The recovery at Essenden has been remarkable. Five years ago it suffered a £43.6m loss. The comparable performance last year was a £1.3m profit. And Nick Basing, who as chief executive has masterminded the 10-pin bowling chain's renaissance, indicates that the group could eventually emerge as a powerful force in the leisure industry.
"At its full-year results check-up the company, having served over 3.7 million visitors, has been given a clean bill of health across all measures," he reports. "Essenden needs to continue its intense programme of getting fitter and stronger," he says, adding that the intention is to put through a "transformational" leisure acquisition so the skills and wide experience of the management can be utilised.
Mr Basing, who used to run the Chez Gerard and Bertorelli restaurant businesses, declares that the first leg of the revival is now over and the directors believe the group, despite the nation's economic difficulties, can "sustain a prosperous future".

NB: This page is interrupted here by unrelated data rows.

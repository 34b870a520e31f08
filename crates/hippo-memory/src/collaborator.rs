//! Language-model capabilities consumed by the engine.
//!
//! The engine never talks to a model directly; it goes through the
//! [`TopicExtractor`] and [`Summarizer`] traits so any backend (a hosted
//! chat-completions API, a local model, a scripted fake in tests) can be
//! plugged in.  A failed call is reported as a [`CollaboratorError`] and the
//! caller drops only the affected unit of work.

use async_trait::async_trait;
use thiserror::Error;

/// Separators accepted between topics in an extractor response.
const TOPIC_SEPARATORS: [char; 4] = [',', '，', '、', ' '];

/// Error returned by a language-model collaborator.
#[derive(Debug, Error)]
pub enum CollaboratorError {
    #[error("collaborator request failed: {0}")]
    Request(String),

    #[error("collaborator timed out after {0} s")]
    Timeout(u64),

    #[error("collaborator returned no usable content")]
    Empty,
}

/// Extracts a delimited list of topics from a block of text.
#[async_trait]
pub trait TopicExtractor: Send + Sync {
    /// Return up to `count` topics as one raw, delimited string.
    async fn extract_topics(&self, text: &str, count: usize) -> Result<String, CollaboratorError>;
}

/// Summarizes what a block of text says about one topic.
#[async_trait]
pub trait Summarizer: Send + Sync {
    /// `text` is the bare conversation; `time_span` describes when it happened.
    async fn summarize(&self, text: &str, topic: &str, time_span: &str) -> Result<String, CollaboratorError>;
}

/// Split a raw extractor response into trimmed, non-empty topics.
///
/// Duplicates are removed while keeping first-seen order.
pub fn parse_topic_list(raw: &str) -> Vec<String> {
    let mut topics: Vec<String> = Vec::new();
    for part in raw.split(TOPIC_SEPARATORS) {
        let topic = part.trim();
        if !topic.is_empty() && !topics.iter().any(|t| t == topic) {
            topics.push(topic.to_string());
        }
    }
    topics
}
impl GraphSynchronizer {
    pub fn new(store: Arc<dyn DocumentStore>) -> Self {
        Self { store }
    }

    pub fn store(&self) -> &Arc<dyn DocumentStore> {
        &self.store
    }

    // ── graph → store ────────────────────────────────────────────────────────

    /// Persist `graph`, writing only records whose hash changed and deleting
    /// records no longer present in memory.
    pub async fn sync_to_store(&self, graph: &MemoryGraph) -> Result<SyncReport, StoreError> {
        let mut report = SyncReport::default();
        self.sync_nodes(graph, &mut report).await?;
        self.sync_edges(graph, &mut report).await?;
        if report.writes() > 0 {
            info!(
                inserted = report.inserted,
                updated = report.updated,
                deleted = report.deleted,
                "graph synced to store"
            );
        } else {
            debug!("graph already in sync");
        }
        Ok(report)
    }

    async fn sync_nodes(&self, graph: &MemoryGraph, report: &mut SyncReport) -> Result<(), StoreError> {
        let mut stored: HashMap<String, StoredRecord> = HashMap::new();
        let mut extras = Vec::new();
        for doc in self.store.find_many(NODES, &Filter::all(), None, None).await? {
            let Some(id) = doc_id(&doc) else { continue };
            let concept = doc.get("concept").and_then(Value::as_str).unwrap_or_default().to_string();
            if concept.is_empty() || stored.contains_key(&concept) {
                extras.push(id);
                continue;
            }
            let hash = doc.get("hash").and_then(Value::as_str).map(str::to_string);
            stored.insert(concept, StoredRecord { id, hash });
        }

        for node in graph.nodes() {
            let hash = node_hash(&node.concept, &node.memory_items);
            match stored.remove(&node.concept) {
                None => {
                    self.store.insert_one(NODES, node_document(node, &hash)).await?;
                    report.inserted += 1;
                }
                Some(record) if record.hash.as_deref() != Some(hash.as_str()) => {
                    let mut set = Map::new();
                    set.insert("memory_items".into(), json!(node.memory_items));
                    set.insert("hash".into(), json!(hash));
                    set.insert("created_time".into(), json!(node.created_at));
                    set.insert("last_modified".into(), json!(node.last_modified));
                    self.store.update_one(NODES, &by_id(&record.id), set, false).await?;
                    report.updated += 1;
                }
                Some(_) => {}
            }
        }

        let stale = stored.into_values().map(|r| r.id).chain(extras);
        for id in stale {
            if self.store.delete_one(NODES, &by_id(&id)).await? {
                report.deleted += 1;
            }
        }
        Ok(())
    }

    async fn sync_edges(&self, graph: &MemoryGraph, report: &mut SyncReport) -> Result<(), StoreError> {
        let mut stored: HashMap<EdgeKey, StoredRecord> = HashMap::new();
        let mut extras = Vec::new();
        for doc in self.store.find_many(EDGES, &Filter::all(), None, None).await? {
            let Some(id) = doc_id(&doc) else { continue };
            let source = doc.get("source").and_then(Value::as_str).unwrap_or_default();
            let target = doc.get("target").and_then(Value::as_str).unwrap_or_default();
            match EdgeKey::new(source, target) {
                // stored out of canonical order: rewrite it
                Some(key) if key.source() != source => extras.push(id),
                Some(key) if !stored.contains_key(&key) => {
                    let hash = doc.get("hash").and_then(Value::as_str).map(str::to_string);
                    stored.insert(key, StoredRecord { id, hash });
                }
                _ => extras.push(id),
            }
        }

        for (key, relation) in graph.edges() {
            let hash = edge_hash(key, relation.strength);
            match stored.remove(key) {
                None => {
                    self.store.insert_one(EDGES, edge_document(key, relation, &hash)).await?;
                    report.inserted += 1;
                }
                Some(record) if record.hash.as_deref() != Some(hash.as_str()) => {
                    let mut set = Map::new();
                    set.insert("strength".into(), json!(relation.strength));
                    set.insert("hash".into(), json!(hash));
                    set.insert("created_time".into(), json!(relation.created_at));
                    set.insert("last_modified".into(), json!(relation.last_modified));
                    self.store.update_one(EDGES, &by_id(&record.id), set, false).await?;
                    report.updated += 1;
                }
                Some(_) => {}
            }
        }

        let stale = stored.into_values().map(|r| r.id).chain(extras);
        for id in stale {
            if self.store.delete_one(EDGES, &by_id(&id)).await? {
                report.deleted += 1;
            }
        }
        Ok(())
    }

    // ── store → graph ────────────────────────────────────────────────────────

    /// Build a fresh graph from the store.
    ///
    /// Missing timestamps are backfilled with `now` and written back; broken
    /// records are skipped and counted.
    pub async fn load(&self, now: Timestamp) -> Result<(MemoryGraph, LoadReport), StoreError> {
        let mut graph = MemoryGraph::new();
        let mut report = LoadReport::default();

        for doc in self.store.find_many(NODES, &Filter::all(), None, None).await? {
            let concept = doc.get("concept").and_then(Value::as_str).map(str::trim).unwrap_or_default();
            let items = read_items(&doc);
            if concept.is_empty() || items.is_empty() {
                warn!(concept, "dropping node document without concept or memory items");
                report.nodes_dropped += 1;
                continue;
            }
            let (created_at, last_modified) = self.timestamps(NODES, &doc, now, &mut report).await?;
            graph.insert_node(ConceptNode { concept: concept.to_string(), memory_items: items, created_at, last_modified });
            report.nodes_loaded += 1;
        }

        // later documents for the same pair overwrite earlier ones
        let mut relations: BTreeMap<EdgeKey, Relation> = BTreeMap::new();
        for doc in self.store.find_many(EDGES, &Filter::all(), None, None).await? {
            let source = doc.get("source").and_then(Value::as_str).map(str::trim).unwrap_or_default();
            let target = doc.get("target").and_then(Value::as_str).map(str::trim).unwrap_or_default();
            let strength = doc.get("strength").map_or(Some(1), Value::as_i64).unwrap_or(0);
            let key = EdgeKey::new(source, target)
                .filter(|k| graph.contains(k.source()) && graph.contains(k.target()));
            let (Some(key), Ok(strength @ 1..)) = (key, u32::try_from(strength)) else {
                warn!(source, target, strength, "dropping invalid edge document");
                report.edges_dropped += 1;
                continue;
            };
            let (created_at, last_modified) = self.timestamps(EDGES, &doc, now, &mut report).await?;
            relations.insert(key, Relation { strength, created_at, last_modified });
        }
        for (key, relation) in relations {
            if graph.insert_edge(key.source(), key.target(), relation) {
                report.edges_loaded += 1;
            }
        }

        info!(
            nodes = report.nodes_loaded,
            edges = report.edges_loaded,
            nodes_dropped = report.nodes_dropped,
            edges_dropped = report.edges_dropped,
            backfilled = report.backfilled,
            "graph loaded from store"
        );
        Ok((graph, report))
    }

    /// `(created_time, last_modified)` of `doc`, backfilling absent fields.
    async fn timestamps(
        &self,
        collection: &str,
        doc: &Value,
        now: Timestamp,
        report: &mut LoadReport,
    ) -> Result<(Timestamp, Timestamp), StoreError> {
        let created = doc.get("created_time").and_then(Value::as_f64);
        let modified = doc.get("last_modified").and_then(Value::as_f64);
        if created.is_none() || modified.is_none() {
            let mut set = Map::new();
            if created.is_none() {
                set.insert("created_time".into(), json!(now));
            }
            if modified.is_none() {
                set.insert("last_modified".into(), json!(now));
            }
            if let Some(id) = doc_id(doc) {
                self.store.update_one(collection, &by_id(&id), set, false).await?;
            }
            report.backfilled += 1;
        }
        Ok((created.unwrap_or(now), modified.unwrap_or(now)))
    }
}

fn node_document(node: &ConceptNode, hash: &str) -> Value {
    json!({
        "concept": node.concept,
        "memory_items": node.memory_items,
        "hash": hash,
        "created_time": node.created_at,
        "last_modified": node.last_modified,
    })
}

fn edge_document(key: &EdgeKey, relation: &Relation, hash: &str) -> Value {
    json!({
        "source": key.source(),
        "target": key.target(),
        "strength": relation.strength,
        "hash": hash,
        "created_time": relation.created_at,
        "last_modified": relation.last_modified,
    })
}
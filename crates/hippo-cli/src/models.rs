//! Model-server discovery.
//!
//! Asks the configured OpenAI-compatible server for its `/v1/models` list so
//! the CLI can report whether memory consolidation has a model to talk to.

use std::time::Duration;

use serde::Deserialize;

/// A single model entry of the `/v1/models` listing.
#[derive(Debug, Clone, Deserialize)]
pub struct ModelInfo {
    pub id: String,
}

/// Raw shape of the `/v1/models` JSON response.
#[derive(Debug, Deserialize)]
struct ModelList {
    #[serde(default)]
    data: Vec<ModelInfo>,
}

fn models_url(base_url: &str) -> String {
    format!("{}/v1/models", base_url.trim_end_matches('/'))
}

/// Ping the model server and return the models it serves.
///
/// Returns `Err(reason)` when the server is offline, rejects the request, or
/// answers with something that is not a model list.
pub async fn fetch_models(base_url: &str, api_key: Option<&str>) -> Result<Vec<ModelInfo>, String> {
    let url = models_url(base_url);
    let client = reqwest::Client::builder()
        .timeout(Duration::from_secs(5))
        .build()
        .map_err(|e| format!("HTTP client init failed: {}", e))?;

    let mut request = client.get(&url);
    if let Some(key) = api_key {
        request = request.bearer_auth(key);
    }
    let response = request.send().await.map_err(|e| format!("Model server unreachable at {}: {}", url, e))?;

    if !response.status().is_success() {
        return Err(format!("Model server returned HTTP {}", response.status()));
    }

    let list: ModelList = response.json().await.map_err(|e| format!("Failed to parse model list: {}", e))?;
    Ok(list.data)
}

/// Whether `model` is among `models`, ignoring an Ollama `:latest` tag.
pub fn serves(models: &[ModelInfo], model: &str) -> bool {
    let bare = |name: &str| name.strip_suffix(":latest").unwrap_or(name).to_string();
    models.iter().any(|m| bare(&m.id) == bare(model))
}
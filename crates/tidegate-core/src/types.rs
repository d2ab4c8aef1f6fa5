//! Domain types shared by the tidegate controller.
//!
//! Metrics snapshots, audit decisions and the status view are all
//! serializable to JSON because they are served verbatim over HTTP.

use chrono::{DateTime, Utc};
use serde::{Deserialize, Serialize};

/// Replica count as understood by the orchestration API.
pub type ReplicaCount = i32;

// ── Metrics ───────────────────────────────────────────────────────

/// Point-in-time load signal for the managed workload.
#[derive(Debug, Clone, Serialize, Deserialize, PartialEq)]
pub struct MetricsSnapshot {
    /// Average CPU per replica (millicores).
    pub cpu: f64,
    /// Average memory per replica (MiB).
    pub mem: f64,
    /// P95 request latency in milliseconds.
    pub p95: f64,
    /// When the sample was taken.
    #[serde(rename = "at")]
    pub taken_at: DateTime<Utc>,
}

impl MetricsSnapshot {
    /// Build a snapshot stamped with the current wall-clock time.
    pub fn now(cpu: f64, mem: f64, p95: f64) -> Self {
        Self {
            cpu,
            mem,
            p95,
            taken_at: Utc::now(),
        }
    }
}

// ── Decisions ─────────────────────────────────────────────────────

/// What a reconcile tick did with the workload.
#[derive(Debug, Clone, Copy, PartialEq, Eq, Serialize, Deserialize)]
#[serde(rename_all = "snake_case")]
pub enum Action {
    Scale,
    Hold,
}

/// One audit-log entry. Never mutated after creation.
#[derive(Debug, Clone, Serialize, Deserialize, PartialEq)]
pub struct Decision {
    pub time: DateTime<Utc>,
    pub action: Action,
    pub from: ReplicaCount,
    pub to: ReplicaCount,
    pub reason: String,
    /// Thresholds in force when the decision was made, e.g. `CPU>500,Mem>512,P95>400`.
    #[serde(rename = "threshold")]
    pub thresholds: String,
    /// Set when the metrics backend was unavailable and the hold was forced.
    #[serde(default, skip_serializing_if = "std::ops::Not::not")]
    pub degraded: bool,
}

impl Decision {
    /// A hold at `replicas`.
    pub fn hold(replicas: ReplicaCount, reason: impl Into<String>, thresholds: String) -> Self {
        Self {
            time: Utc::now(),
            action: Action::Hold,
            from: replicas,
            to: replicas,
            reason: reason.into(),
            thresholds,
            degraded: false,
        }
    }

    /// A completed scale from `from` to `to`.
    pub fn scale(
        from: ReplicaCount,
        to: ReplicaCount,
        reason: impl Into<String>,
        thresholds: String,
    ) -> Self {
        Self {
            time: Utc::now(),
            action: Action::Scale,
            from,
            to,
            reason: reason.into(),
            thresholds,
            degraded: false,
        }
    }
}

// ── Status ────────────────────────────────────────────────────────

/// Running totals kept by the controller.
#[derive(Debug, Clone, Copy, Default, Serialize, Deserialize, PartialEq, Eq)]
pub struct ScalerCounters {
    pub scale_total: u64,
    pub hold_total: u64,
    pub actuation_failures_total: u64,
    pub cooldown_skips_total: u64,
    pub degraded_total: u64,
}

/// Read-only view of the controller, served on `/status` and `/metrics`.
#[derive(Debug, Clone, Serialize, Deserialize, PartialEq)]
pub struct ScalerStatus {
    pub namespace: String,
    pub deployment: String,
    pub replicas: ReplicaCount,
    pub min_replicas: ReplicaCount,
    pub max_replicas: ReplicaCount,
    pub thresholds: String,
    /// Seconds until the cooldown window closes (0 when open).
    pub cooldown_remaining_secs: f64,
    pub last_scale_at: Option<DateTime<Utc>>,
    pub last_metrics: Option<MetricsSnapshot>,
    pub decisions_recorded: usize,
    pub counters: ScalerCounters,
}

Clearly the group has endured a difficult time since, as Georgica, it was born out of an operation called Allied Leisure around the turn of the century. AL had a spread of interests but Georgica decided to concentrate on 10-pin bowling and snooker. The snooker side was sold around the time that Essenden itself was created to become a 10-pin bowler.
At the statutory pre-tax level the group was still loss-making – albeit a modest deficit – but I would expect the bowling operation to produce "true" profits this year whether or not Mr Basing's envisaged takeover occurs.
The no pain, no gain portfolio acquired the shares in November at 24p. The price is, as I write, around 31p. Essenden is, in effect, a second time around constituent. It was a portfolio member when the group was known as Georgica. Before troubles took hold the shares were sold, netting a handsome profit.
Another portfolio leisure constituent, the Spirit Pub Company, with 1,200 outlets, has rolled out interim profits that helped to reverse a share decline. The price before the figures fell to 55p, but once they were released it rallied to around 65p, against the 42p paid by the portfolio. Mind you, the profits were not outstanding, as the influence of the cold, bleak winter impacted. Still, they were better than anticipated.
At the statutory pre-tax level the figure fell to £12.7m, but allowing for £7.3m of exceptional charges the return was up 3 per cent at £20m. The half-time dividend is increased to 0.68p a share.
Last time an interim of 0.65p was followed by a 1.3p final.
Spirit embraces such pub brands as Fayre & Square and the oldest chain of them all, Chef & Brewer. The managed pubs increased sales by 1.4 per cent, but income from its leased and tenanted estate was down 2.9 per cent, although the chief executive, Mike Tye, said the performance was "stabilising".
He added: "We are well placed to perform strongly during our key summer trading period, and we remain confident of delivering our full-year expectations".
Two other constituents have attracted attention. Booker, the cash and carry chain, has won a higher share target from the Goldman Sachs investment giant. The US group has placed a 135p price tag, up from 121p.
Booker, which has now received formal clearance from the Competition Commission for its £140m takeover of the rival Makro warehouses, is due to report full-year figures this month. The shares are 118p; the portfolio paid 24.5p.
The other constituent requiring my attention is Avation, the aircraft leasing group. It has acquired another Airbus A320-200, bringing its commercial passenger fleet to 21. Five of them are Airbus A320-200 models. The newcomer is being leased to an Australian airline for 61 months.
The build-up of Avation's operations has been impressive. Jeff Chatfield, the chairman, says the average age of its fleet is now 8.7 years as it reduces interest in aircraft that are no longer produced. The group's shares have, however, been a disappointment; they are priced at 76.5p compared with the 83.5p the portfolio paid in January 2011. The stockbroker WH Ireland forecasts profits of £7.2m this year, a performance that, if achieved, would suggest the shares are undervalued. The broker has a 140p target.